FIG. 2 is a block diagram showing the configuration of the server 11. The server 11 includes a network I / F 51, a storage unit 52, a CPU 53, and a RAM 54.

The network I / F 51 is connected to a network such as the Internet. In the present embodiment, the server 11 is connected to the reception terminal 12 and the user terminal 13 via the network I / F 51.

The CPU 53 reads the program stored in the storage unit 52 into the RAM 54 and performs various operations. The storage unit 52 stores the basic program (OS) of the server 11 and the prescription reading program in the present embodiment. Further, the storage unit 52 includes various databases such as information indicating the layout type of the prescription data described later and personal information of the patient.

The CPU 53 functions as a prescription reading device by reading the prescription reading program from the storage unit 52 into the RAM 54.

FIG. 3 is a flowchart showing the operation of the prescription reading system 1. First, the prescription is sent from the medical institution by paper or fax (S11). The pharmacist at the pharmacy receives the prescription sent by paper or fax (S12).

Then, the pharmacist at the pharmacy scans the paper prescription using the reception terminal 12 and transmits it to the server 11 as prescription data, or transmits the prescription data received by FAX to the server 11 (S13). The pharmacist may send the prescription data to the server 11 by using the application program of the user terminal 13. Further, the reception terminal 12 or the user terminal 13 may automatically transmit the prescription data to the server 11 when the prescription data is received via FAX or received from the scanner. In particular, home-use pharmacies such as welfare facilities for the elderly receive a large number of prescriptions from medical institutions at the same time. Therefore, the prescription reading system 1 of the present embodiment automatically sends the prescription data to the server 11 when the prescription data is received, and performs the following reading operation, thereby significantly reducing the load on the pharmacy business. can.

Next, the server 11 executes a prescription reading program to perform a prescription reading operation (S14).

4 and 5 are flowcharts showing the operation of the server 11 when reading the prescription. First, the server 11 extracts the feature amount of the image from the prescription data (S101). This process is performed by an algorithm for extracting features such as SIFT (Scale Invariant Feature Transform).

As mentioned above, the pharmacy receives the prescription data by fax or reads it with a prescription scanner. Therefore, in the prescription data, the size and inclination of the image are not constant. The server 11 can extract the feature amount of the prescription image that does not depend on the image size and the inclination by using the feature amount extraction algorithm of SIFT.

Next, the server 11 determines the corresponding layout type from the database based on the extracted features (S102). The database stores multiple prescription layout types. The server 11 uses an estimation algorithm such as RANSAC (Random Sample Consensus) to refer to a database and determine a layout type that matches the layout type of the received prescription data.

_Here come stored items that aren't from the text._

use std::process::ExitCode;

use clap::error::ErrorKind;
use clap::Parser;
use simcity_harness::{execute, HarnessCli, HarnessOutcome};

fn main() -> ExitCode {
    env_logger::init();

    let cli = match HarnessCli::try_parse() {
        Ok(cli) => cli,
        Err(e) if matches!(e.kind(), ErrorKind::DisplayHelp | ErrorKind::DisplayVersion) => {
            let _ = e.print();
            return ExitCode::SUCCESS;
        }
        Err(e) => {
            let _ = e.print();
            return report(HarnessOutcome::InfraError {
                message: e.to_string(),
            });
        }
    };

    let outcome = match execute(cli) {
        Ok(report) => report.outcome,
        Err(e) => {
            log::error!("Harness could not run: {e:?}");
            HarnessOutcome::InfraError {
                message: format!("{e:#}"),
            }
        }
    };

    report(outcome)
}

fn report(outcome: HarnessOutcome) -> ExitCode {
    println!("{}", outcome.render_text());
    println!("{}", outcome.to_json_line());
    ExitCode::from(outcome.exit_code())
}
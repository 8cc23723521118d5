//! Instruments: how a frequency becomes a timbre.
//!
//! An instrument turns a target frequency into a unit-frequency waveform
//! closure (phase in cycles in, amplitude out) that the audio backend then
//! samples. Builtins are pure math; sampled instruments replay WAV tracks
//! recorded at known frequencies, picking or blending the nearest ones in
//! log-frequency space.

use std::collections::HashMap;
use std::f64::consts::PI;
use std::path::Path;
use std::rc::Rc;

use serde::Deserialize;

use crate::error::EvalError;

pub type Waveform<'a> = Box<dyn Fn(f64) -> f64 + 'a>;

/// Folds interleaved frames down to one sample per frame.
fn average_channels(interleaved: &[f32], channels: usize) -> Vec<f32> {
    interleaved
        .chunks(channels)
        .map(|frame| frame.iter().sum::<f32>() / frame.len() as f32)
        .collect()
}

/// One recording backing a sampled instrument.
#[derive(Debug, Clone)]
pub struct Track {
    freq: f64,
    sample_rate: u32,
    samples: Vec<f32>,
}

impl Track {
    /// Loads a WAV file, averaging channels down to mono and normalizing to
    /// the [-1, 1] range the rest of the pipeline uses.
    pub fn load(path: &Path, freq: f64) -> Result<Track, EvalError> {
        let mut reader = hound::WavReader::open(path)?;
        let spec = reader.spec();
        let channels = usize::from(spec.channels.max(1));

        let mono: Vec<f32> = match spec.sample_format {
            hound::SampleFormat::Float => {
                let raw: Result<Vec<f32>, _> = reader.samples::<f32>().collect();
                average_channels(&raw?, channels)
            }
            hound::SampleFormat::Int => {
                let max = f32::from(i16::MAX);
                let raw: Result<Vec<f32>, _> = reader
                    .samples::<i16>()
                    .map(|s| s.map(|v| f32::from(v) / max))
                    .collect();
                average_channels(&raw?, channels)
            }
        };

        Ok(Track {
            freq,
            sample_rate: spec.sample_rate,
            samples: mono,
        })
    }

    #[cfg(test)]
    fn synthetic(freq: f64, sample_rate: u32, samples: Vec<f32>) -> Track {
        Track {
            freq,
            sample_rate,
            samples,
        }
    }

    pub fn freq(&self) -> f64 {
        self.freq
    }

    /// Replays the recording for a given phase in cycles. Dividing by the
    /// recorded frequency lines the track's own pitch up with phase 1.0 per
    /// cycle; outside the recording the track is silent.
    fn sample_at(&self, phase: f64) -> f64 {
        let index = phase * f64::from(self.sample_rate) / self.freq;
        if index >= 0.0 && (index as usize) < self.samples.len() {
            f64::from(self.samples[index as usize])
        } else {
            0.0
        }
    }

    /// The length of the recording expressed in cycles of its own pitch.
    fn period_cycles(&self) -> f64 {
        self.freq * self.samples.len() as f64 / f64::from(self.sample_rate)
    }
}

/// Track selection for sampled instruments.
#[derive(Debug, Clone, Copy, PartialEq, Eq, Default, Deserialize)]
#[serde(rename_all = "lowercase")]
pub enum Interpolation {
    /// Nearest track in log-frequency space.
    #[default]
    None,
    /// Blend of the nearest tracks above and below the target.
    Lerp,
}

#[derive(Debug)]
enum Timbre {
    Sin,
    Square,
    Saw,
    Sampled {
        // Non-empty, checked by `Instrument::sampled`.
        tracks: Vec<Track>,
        pitchless: bool,
        continuous: bool,
        interpolation: Interpolation,
    },
}

#[derive(Debug)]
pub struct Instrument {
    name: String,
    timbre: Timbre,
}

impl Instrument {
    pub fn sampled(
        name: &str,
        tracks: Vec<Track>,
        pitchless: bool,
        continuous: bool,
        interpolation: Interpolation,
    ) -> Result<Instrument, EvalError> {
        if tracks.is_empty() {
            return Err(EvalError::Config(format!(
                "instrument '{name}' has no tracks"
            )));
        }
        Ok(Instrument {
            name: name.to_owned(),
            timbre: Timbre::Sampled {
                tracks,
                pitchless,
                continuous,
                interpolation,
            },
        })
    }

    pub fn name(&self) -> &str {
        &self.name
    }

    pub fn pitchless(&self) -> bool {
        matches!(self.timbre, Timbre::Sampled { pitchless: true, .. })
    }

    /// The recorded frequency of the first track; what `sfx` plays at.
    pub fn base_freq(&self) -> Option<f64> {
        match &self.timbre {
            Timbre::Sampled { tracks, .. } => Some(tracks[0].freq),
            _ => None,
        }
    }

    /// The waveform to sample for a note at `frequency`. The closure takes a
    /// phase in cycles; the backend drives it at the actual pitch.
    pub fn waveform(&self, frequency: f64) -> Waveform<'_> {
        match &self.timbre {
            Timbre::Sin => Box::new(|t| (2.0 * PI * t).sin()),
            Timbre::Square => Box::new(|t| (2.0 * PI * t).sin().signum()),
            Timbre::Saw => Box::new(|t| (2.0 * PI * t).sin().asin()),
            Timbre::Sampled {
                tracks,
                pitchless,
                continuous,
                interpolation,
            } => {
                let raw: Waveform<'_> = if *pitchless || tracks.len() == 1 {
                    nearest(tracks, frequency)
                } else {
                    match interpolation {
                        Interpolation::None => nearest(tracks, frequency),
                        Interpolation::Lerp => lerp(tracks, frequency),
                    }
                };
                if *continuous {
                    let period = tracks[0].period_cycles();
                    Box::new(move |t| raw(t % period))
                } else {
                    raw
                }
            }
        }
    }
}

fn nearest<'a>(tracks: &'a [Track], frequency: f64) -> Waveform<'a> {
    let track = tracks
        .iter()
        .min_by(|a, b| {
            let da = (frequency.log2() - a.freq.log2()).abs();
            let db = (frequency.log2() - b.freq.log2()).abs();
            da.total_cmp(&db)
        })
        .unwrap_or(&tracks[0]);
    Box::new(move |t| track.sample_at(t))
}

/// Blend of the closest track below and the closest above, weighted by the
/// target's position between them in log-frequency space.
fn lerp<'a>(tracks: &'a [Track], frequency: f64) -> Waveform<'a> {
    let mut upper: Option<&Track> = None;
    let mut lower: Option<&Track> = None;
    for track in tracks {
        if track.freq > frequency {
            if upper.map_or(true, |u| track.freq < u.freq) {
                upper = Some(track);
            }
        } else if lower.map_or(true, |l| track.freq > l.freq) {
            lower = Some(track);
        }
    }
    let lower = lower.or(upper);
    let upper = upper.or(lower);
    match (lower, upper) {
        (Some(lo), Some(hi)) => {
            let ratio = if hi.freq == lo.freq {
                0.0
            } else {
                (frequency.log2() - lo.freq.log2()) / (hi.freq.log2() - lo.freq.log2())
            };
            Box::new(move |t| {
                let a = lo.sample_at(t);
                a + ratio * (hi.sample_at(t) - a)
            })
        }
        // Unreachable past the non-empty check; render silence rather than panic.
        _ => Box::new(|_| 0.0),
    }
}

/// The instruments every script starts with. Configuration may add more but
/// cannot replace these names.
pub fn builtin_instruments() -> HashMap<String, Rc<Instrument>> {
    let mut map = HashMap::new();
    for (name, timbre) in [
        ("sin", Timbre::Sin),
        ("square", Timbre::Square),
        ("saw", Timbre::Saw),
    ] {
        map.insert(
            name.to_owned(),
            Rc::new(Instrument {
                name: name.to_owned(),
                timbre,
            }),
        );
    }
    map
}
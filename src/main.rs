use std::path::PathBuf;

use anyhow::Context;
use clap::Parser;
use tracing::info;
use tracing_subscriber::EnvFilter;

use lireta::evaluate_with_config;

/// Renders a lireta script into a WAV file.
#[derive(Parser, Debug)]
#[command(version, about)]
struct Args {
    /// Script to evaluate.
    input: PathBuf,

    /// Where to write the rendered audio.
    #[arg(short, long)]
    output: Option<PathBuf>,

    /// Instrument configuration, overriding the script's `config` directive.
    #[arg(long)]
    config: Option<PathBuf>,
}

fn main() -> anyhow::Result<()> {
    tracing_subscriber::fmt()
        .with_env_filter(EnvFilter::from_default_env())
        .init();

    let args = Args::parse();
    let source = std::fs::read_to_string(&args.input)
        .with_context(|| format!("reading {}", args.input.display()))?;

    let audio = evaluate_with_config(&source, args.config.as_deref())
        .with_context(|| format!("evaluating {}", args.input.display()))?;
    info!(seconds = audio.duration(), "script evaluated");

    match &args.output {
        Some(path) => {
            audio
                .export_wav(path)
                .with_context(|| format!("writing {}", path.display()))?;
            info!(path = %path.display(), "audio written");
        }
        None => info!("no output path given, discarding audio"),
    }
    Ok(())
}
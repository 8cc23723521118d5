//! The environment graph.
//!
//! Scopes are shared, mutable, parent-linked nodes. A scope stays alive for
//! as long as anything can still reach it: a child scope of a running frame,
//! or a clean function that captured it. Mutations through `assign` are
//! visible to every holder, which is what lets closures observe writes made
//! after they were defined.

use std::cell::RefCell;
use std::collections::HashMap;
use std::rc::Rc;

use crate::error::EvalError;
use crate::value::Value;

pub type ScopeRef = Rc<RefCell<Scope>>;

#[derive(Debug, Default)]
pub struct Scope {
    vars: HashMap<String, Value>,
    parent: Option<ScopeRef>,
}

impl Scope {
    /// The root scope, seeded with the playing defaults every script starts
    /// from. All of them are ordinary variables and can be reassigned.
    pub fn root() -> ScopeRef {
        let mut vars = HashMap::new();
        for (name, value) in [
            ("octave", "4"),
            ("tuning", "440"),
            ("bpm", "120"),
            ("duration", "1"),
            ("instrument", "sin"),
            ("intensity", "1"),
        ] {
            vars.insert(name.to_owned(), Value::Str(value.to_owned()));
        }
        Rc::new(RefCell::new(Scope { vars, parent: None }))
    }

    /// The only way non-root scopes come to exist.
    pub fn child(parent: &ScopeRef) -> ScopeRef {
        Rc::new(RefCell::new(Scope {
            vars: HashMap::new(),
            parent: Some(parent.clone()),
        }))
    }

    /// Creates (or silently overwrites) a slot in exactly this scope,
    /// shadowing any parent slot of the same name.
    pub fn declare(scope: &ScopeRef, name: &str, value: Value) {
        scope.borrow_mut().vars.insert(name.to_owned(), value);
    }

    /// Overwrites the nearest slot owning `name`, walking towards the root.
    pub fn assign(scope: &ScopeRef, name: &str, value: Value) -> Result<(), EvalError> {
        let mut current = scope.clone();
        loop {
            let parent = {
                let mut s = current.borrow_mut();
                if let Some(slot) = s.vars.get_mut(name) {
                    *slot = value;
                    return Ok(());
                }
                s.parent.clone()
            };
            match parent {
                Some(p) => current = p,
                None => return Err(EvalError::Name(name.to_owned())),
            }
        }
    }

    /// Reads the nearest slot owning `name`, walking towards the root.
    pub fn lookup(scope: &ScopeRef, name: &str) -> Result<Value, EvalError> {
        let mut current = scope.clone();
        loop {
            let parent = {
                let s = current.borrow();
                if let Some(value) = s.vars.get(name) {
                    return Ok(value.clone());
                }
                s.parent.clone()
            };
            match parent {
                Some(p) => current = p,
                None => return Err(EvalError::Name(name.to_owned())),
            }
        }
    }
}

#[cfg(test)]
mod tests {
    use super::*;

    fn s(text: &str) -> Value {
        Value::Str(text.to_owned())
    }

    #[test]
    fn declare_then_lookup() {
        let root = Scope::root();
        Scope::declare(&root, "x", s("1"));
        assert_eq!(Scope::lookup(&root, "x").unwrap(), s("1"));
        // Visible from descendants too.
        let child = Scope::child(&root);
        assert_eq!(Scope::lookup(&child, "x").unwrap(), s("1"));
    }

    #[test]
    fn assign_reaches_the_owning_ancestor() {
        let root = Scope::root();
        Scope::declare(&root, "x", s("1"));
        let child = Scope::child(&root);
        let grandchild = Scope::child(&child);
        Scope::assign(&grandchild, "x", s("2")).unwrap();
        // The write landed in the root slot and is visible everywhere,
        // including through scopes created before the assignment.
        assert_eq!(Scope::lookup(&root, "x").unwrap(), s("2"));
        assert_eq!(Scope::lookup(&child, "x").unwrap(), s("2"));
        assert_eq!(Scope::lookup(&grandchild, "x").unwrap(), s("2"));
    }

    #[test]
    fn declare_shadows_instead_of_assigning() {
        let root = Scope::root();
        Scope::declare(&root, "x", s("outer"));
        let child = Scope::child(&root);
        Scope::declare(&child, "x", s("inner"));
        assert_eq!(Scope::lookup(&child, "x").unwrap(), s("inner"));
        assert_eq!(Scope::lookup(&root, "x").unwrap(), s("outer"));
    }

    #[test]
    fn missing_names_fail() {
        let root = Scope::root();
        assert!(matches!(
            Scope::lookup(&root, "nope"),
            Err(EvalError::Name(_))
        ));
        assert!(matches!(
            Scope::assign(&root, "nope", s("1")),
            Err(EvalError::Name(_))
        ));
    }

    #[test]
    fn scopes_outlive_their_block_through_shared_references() {
        let root = Scope::root();
        let kept = {
            let inner = Scope::child(&root);
            Scope::declare(&inner, "only_here", s("42"));
            inner
        };
        // The block is gone; the scope is not.
        assert_eq!(Scope::lookup(&kept, "only_here").unwrap(), s("42"));
        Scope::assign(&kept, "only_here", s("43")).unwrap();
        assert_eq!(Scope::lookup(&kept, "only_here").unwrap(), s("43"));
    }
}
use thiserror::Error;

/// Everything that can abort a script evaluation.
///
/// There is no local recovery: the first error unwinds the whole run and is
/// reported by the caller (CLI or embedder).
#[derive(Debug, Error)]
pub enum EvalError {
    #[error("syntax error: {0}")]
    Syntax(String),

    #[error("name '{0}' is not defined")]
    Name(String),

    #[error("function '{name}' expects {expected} parameters and {got} were used")]
    Arity {
        name: String,
        expected: usize,
        got: usize,
    },

    #[error("type mismatch: {0}")]
    TypeMismatch(String),

    #[error("script must resolve to audio, got {0}")]
    ScriptType(&'static str),

    #[error("config error: {0}")]
    Config(String),

    #[error("io error: {0}")]
    Io(#[from] std::io::Error),

    #[error("audio file error: {0}")]
    Wav(#[from] hound::Error),
}
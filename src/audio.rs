//! Raw audio buffers.
//!
//! An `AudioWave` is a mono sample buffer plus the bookkeeping that keeps
//! mixing associative: `voices` counts how many tracks were summed in, and
//! every consumer divides by it on the way out so stacked tracks do not clip.
//! Waveform closures are unit-frequency: they take a phase in cycles, so a
//! pitch is just a factor on the argument.

use std::path::Path;

use crate::error::EvalError;

pub const DEFAULT_SAMPLE_RATE: u32 = 44100;

#[derive(Debug, Clone, Default, PartialEq)]
pub struct AudioWave {
    samples: Vec<f32>,
    sample_rate: u32,
    // 0 marks an empty wave whose sample rate is not fixed yet.
    voices: u32,
}

impl AudioWave {
    pub fn new() -> Self {
        AudioWave::default()
    }

    /// Renders a constant-frequency tone. The phase at time `t` is simply
    /// `frequency * t`.
    pub fn render(
        duration: f64,
        frequency: f64,
        amplitude: f64,
        waveform: &dyn Fn(f64) -> f64,
        sample_rate: u32,
    ) -> Self {
        let count = (duration * f64::from(sample_rate)) as usize;
        let samples = (0..count)
            .map(|i| {
                let t = i as f64 / f64::from(sample_rate);
                (amplitude * waveform(frequency * t)) as f32
            })
            .collect();
        AudioWave {
            samples,
            sample_rate,
            voices: 1,
        }
    }

    /// Renders a tone whose frequency varies over time. The phase is the
    /// integral of the instantaneous frequency, accumulated per sample.
    pub fn render_sweep(
        duration: f64,
        frequency: &dyn Fn(f64) -> f64,
        amplitude: f64,
        waveform: &dyn Fn(f64) -> f64,
        sample_rate: u32,
    ) -> Self {
        let dt = 1.0 / f64::from(sample_rate);
        let count = (duration * f64::from(sample_rate)) as usize;
        let mut samples = Vec::with_capacity(count);
        let mut phase = 0.0;
        for i in 0..count {
            samples.push((amplitude * waveform(phase)) as f32);
            phase += frequency(i as f64 * dt) * dt;
        }
        AudioWave {
            samples,
            sample_rate,
            voices: 1,
        }
    }

    pub fn is_empty(&self) -> bool {
        self.voices == 0
    }

    pub fn sample_rate(&self) -> u32 {
        self.sample_rate
    }

    pub fn samples(&self) -> &[f32] {
        &self.samples
    }

    pub fn voices(&self) -> u32 {
        self.voices
    }

    /// Duration in seconds.
    pub fn duration(&self) -> f64 {
        if self.sample_rate == 0 {
            0.0
        } else {
            self.samples.len() as f64 / f64::from(self.sample_rate)
        }
    }

    /// An empty side takes the other's rate; two non-empty sides must agree.
    fn unify_rate(&mut self, other: &AudioWave) -> Result<(), EvalError> {
        if self.is_empty() {
            self.sample_rate = other.sample_rate;
        } else if !other.is_empty() && self.sample_rate != other.sample_rate {
            return Err(EvalError::TypeMismatch(format!(
                "cannot combine audio at {} Hz with audio at {} Hz",
                self.sample_rate, other.sample_rate
            )));
        }
        Ok(())
    }

    /// Appends `other` after this wave. Both sides are normalized by their
    /// voice counts first, so the result is a single voice again.
    pub fn append(&mut self, other: &AudioWave) -> Result<(), EvalError> {
        self.unify_rate(other)?;
        if self.voices > 0 {
            self.scale(1.0 / f64::from(self.voices));
        }
        let k = if other.voices > 0 {
            1.0 / other.voices as f32
        } else {
            1.0
        };
        self.samples.extend(other.samples.iter().map(|s| s * k));
        self.voices = 1;
        Ok(())
    }

    /// Sums `other` into this wave element-wise, as if both played at once.
    /// Voice counts add; normalization is deferred to export time.
    pub fn mix(&mut self, other: &AudioWave) -> Result<(), EvalError> {
        self.unify_rate(other)?;
        if other.samples.len() > self.samples.len() {
            self.samples.resize(other.samples.len(), 0.0);
        }
        for (slot, s) in self.samples.iter_mut().zip(&other.samples) {
            *slot += s;
        }
        self.voices += other.voices;
        Ok(())
    }

    pub fn scale(&mut self, k: f64) {
        let k = k as f32;
        for s in &mut self.samples {
            *s *= k;
        }
    }

    /// Multiplies each sample by `envelope(t)`, `t` in seconds.
    pub fn amplitude_effect(&mut self, envelope: &dyn Fn(f64) -> f64) {
        let rate = f64::from(self.sample_rate);
        for (i, s) in self.samples.iter_mut().enumerate() {
            *s *= envelope(i as f64 / rate) as f32;
        }
    }

    /// Writes 16-bit PCM, normalized by the voice count.
    pub fn export_wav(&self, path: &Path) -> Result<(), EvalError> {
        let spec = hound::WavSpec {
            channels: 1,
            sample_rate: if self.sample_rate == 0 {
                DEFAULT_SAMPLE_RATE
            } else {
                self.sample_rate
            },
            bits_per_sample: 16,
            sample_format: hound::SampleFormat::Int,
        };
        let k = if self.voices > 0 {
            1.0 / self.voices as f32
        } else {
            1.0
        };
        let mut writer = hound::WavWriter::create(path, spec)?;
        for s in &self.samples {
            writer.write_sample((s * k * 32767.0) as i16)?;
        }
        writer.finalize()?;
        Ok(())
    }
}
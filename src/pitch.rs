//! Note-name grammar.
//!
//! Recognizes tokens like `A`, `C#+`, `Bb(-12.5c)~1`, `440Hz` and the rest
//! marker `_`, and turns them into frequencies against the scope's current
//! `octave` and `tuning`. The evaluator consults this module; it never
//! re-implements any of it.

use crate::error::EvalError;
use crate::scope::{Scope, ScopeRef};
use crate::value::{parse_num, Value};

/// Middle C when `tuning` is the default 440 for A4; kept as a test oracle.
pub const DEFAULT_C_TUNING: f64 = 261.6255653006;

/// A parsed note token, before the scope's octave and tuning are applied.
#[derive(Debug, Clone, PartialEq)]
pub enum NoteSpec {
    /// Explicit frequency, from a `...Hz` token.
    Hertz(f64),
    /// A pause; renders as frequency 0.
    Rest,
    /// A named tone. `semitones` folds the base letter, accidentals, cents
    /// and relative octave jumps, rebased so that `tuning` refers to octave
    /// 4. `absolute_octave` is set only for the `~?digits` suffix form.
    Tone {
        semitones: f64,
        absolute_octave: Option<f64>,
    },
}

/// Semitone distance from A within the octave. The octave starts at C, so
/// everything from C up is shifted an octave down to stay below the A.
fn base_semitones(letter: char) -> Option<i32> {
    Some(match letter {
        'A' => 0,
        'B' => 2,
        'C' => 3 - 12,
        'D' => 5 - 12,
        'E' => 7 - 12,
        'F' => 8 - 12,
        'G' => 10 - 12,
        _ => return None,
    })
}

/// Parses a note token. Returns `None` for anything that is not a note,
/// which the evaluator treats as "try the next interpretation", never as an
/// error.
pub fn parse_note(token: &str) -> Option<NoteSpec> {
    if let Some(hz) = token.strip_suffix("Hz") {
        return hz.parse::<f64>().ok().map(NoteSpec::Hertz);
    }
    if token == "_" {
        return Some(NoteSpec::Rest);
    }

    let mut chars = token.chars().peekable();
    // Rebase by -48: `tuning` is given with respect to the fourth octave.
    let mut semitones = f64::from(base_semitones(chars.next()?)?) - 48.0;

    while let Some(&c) = chars.peek() {
        match c {
            '#' => semitones += 1.0,
            'b' => semitones -= 1.0,
            _ => break,
        }
        chars.next();
    }

    if chars.peek() == Some(&'(') {
        chars.next();
        let mut number = String::new();
        if matches!(chars.peek(), Some('+') | Some('-')) {
            number.push(chars.next()?);
            while matches!(chars.peek(), Some(c) if c.is_ascii_digit() || *c == '.') {
                number.push(chars.next()?);
            }
        }
        if chars.next()? != 'c' || chars.next()? != ')' {
            return None;
        }
        if !number.is_empty() {
            semitones += number.parse::<f64>().ok()? / 100.0;
        }
    }

    let mut relative_jumps = false;
    while let Some(&c) = chars.peek() {
        match c {
            '+' => semitones += 12.0,
            '-' => semitones -= 12.0,
            _ => break,
        }
        relative_jumps = true;
        chars.next();
    }

    let mut absolute_octave = None;
    if chars.peek().is_some() {
        let negated = chars.peek() == Some(&'~');
        if negated {
            chars.next();
        }
        let mut digits = String::new();
        while matches!(chars.peek(), Some(c) if c.is_ascii_digit()) {
            digits.push(chars.next()?);
        }
        if digits.is_empty() || chars.next().is_some() {
            // Trailing garbage, or '~' with no digits.
            return None;
        }
        let octave: f64 = digits.parse().ok()?;
        absolute_octave = Some(if negated { -octave } else { octave });
    }

    // A relative and an absolute octave together make no sense.
    if relative_jumps && absolute_octave.is_some() {
        return None;
    }

    Some(NoteSpec::Tone {
        semitones,
        absolute_octave,
    })
}

/// The frequency of a parsed note under a given default octave and tuning.
pub fn frequency(spec: &NoteSpec, octave: f64, tuning: f64) -> f64 {
    match spec {
        NoteSpec::Hertz(hz) => *hz,
        NoteSpec::Rest => 0.0,
        NoteSpec::Tone {
            semitones,
            absolute_octave,
        } => {
            let total = semitones + 12.0 * absolute_octave.unwrap_or(octave);
            tuning * (total / 12.0).exp2()
        }
    }
}

/// Resolves a token against the scope's `octave` and `tuning` variables.
/// `Ok(None)` means "not a note name".
pub fn note_to_freq(scope: &ScopeRef, token: &str) -> Result<Option<f64>, EvalError> {
    let Some(spec) = parse_note(token) else {
        return Ok(None);
    };
    let octave = numeric_var(scope, "octave")?;
    let tuning = numeric_var(scope, "tuning")?;
    Ok(Some(frequency(&spec, octave, tuning)))
}

/// Reads a scope variable that must hold a numeric string.
pub fn numeric_var(scope: &ScopeRef, name: &str) -> Result<f64, EvalError> {
    match Scope::lookup(scope, name)? {
        Value::Str(s) => parse_num(&s).ok_or_else(|| {
            EvalError::TypeMismatch(format!("variable '{name}' is not a number: '{s}'"))
        }),
        other => Err(EvalError::TypeMismatch(format!(
            "variable '{name}' must be a numeric string, got {}",
            other.kind()
        ))),
    }
}

#[cfg(test)]
mod tests {
    use super::*;

    fn freq(token: &str) -> f64 {
        frequency(&parse_note(token).unwrap(), 4.0, 440.0)
    }

    fn close(a: f64, b: f64) -> bool {
        (a - b).abs() < 1e-3
    }

    #[test]
    fn reference_pitches() {
        assert!(close(freq("A"), 440.0));
        assert!(close(freq("A+"), 880.0));
        assert!(close(freq("A3"), 220.0));
        assert!(close(freq("C"), DEFAULT_C_TUNING));
        // Double sharp, up 50 cents, one octave down.
        assert!(close(freq("A##(+50c)-"), 254.177));
    }

    #[test]
    fn explicit_frequency_and_rest() {
        assert_eq!(parse_note("440Hz"), Some(NoteSpec::Hertz(440.0)));
        assert_eq!(parse_note("_"), Some(NoteSpec::Rest));
        assert!(close(freq("123.5Hz"), 123.5));
        assert_eq!(frequency(&NoteSpec::Rest, 4.0, 440.0), 0.0);
    }

    #[test]
    fn accidentals_and_cents() {
        assert!(close(freq("A#"), 440.0 * (1.0 / 12.0f64).exp2()));
        assert!(close(freq("Ab"), 440.0 * (-1.0 / 12.0f64).exp2()));
        // Mixed accidentals cancel.
        assert!(close(freq("A#b"), 440.0));
        // An empty cent group is allowed.
        assert!(close(freq("A(c)"), 440.0));
        assert!(close(freq("A(+100c)"), freq("A#")));
    }

    #[test]
    fn absolute_octaves() {
        assert!(close(freq("A5"), 880.0));
        // `~` negates the octave number.
        assert!(close(freq("A~0"), 440.0 / 16.0));
        assert!(close(freq("A~2") * 2.0, freq("A~1")));
        assert!(close(freq("A~1"), freq("A-----")));
    }

    #[test]
    fn rejected_tokens() {
        for token in ["H", "a", "A+~2", "Ax", "A(50c)", "A(+50c", "A~", "~2", ""] {
            assert_eq!(parse_note(token), None, "token {token:?}");
        }
    }
}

The server 11 determines whether or not a matching layout type exists (S103). When the server 11 determines that a matching layout type exists, the server 11 performs a determination process for the text area (S104). The text area includes at least an area in which patient information such as the patient's name is described, an area in which a date is described, an area in which drug information is described, and the like. The layout type registered in the database contains position information indicating which text area exists in which position in the prescription data. The server 11 determines the text area by reading the position information of the text area from the layout type registered in the database.

On the other hand, when the server 11 determines that there is no matching layout type, the server 11 accepts the text area from the user (S105). A user such as a pharmacist manually designates an area in which the text is described in the prescription data by using the user I / F of the reception terminal 12 or the user terminal 13. The server 11 registers the designated text area as a new layout type in the database (S106), and performs the determination process of the text area (S104).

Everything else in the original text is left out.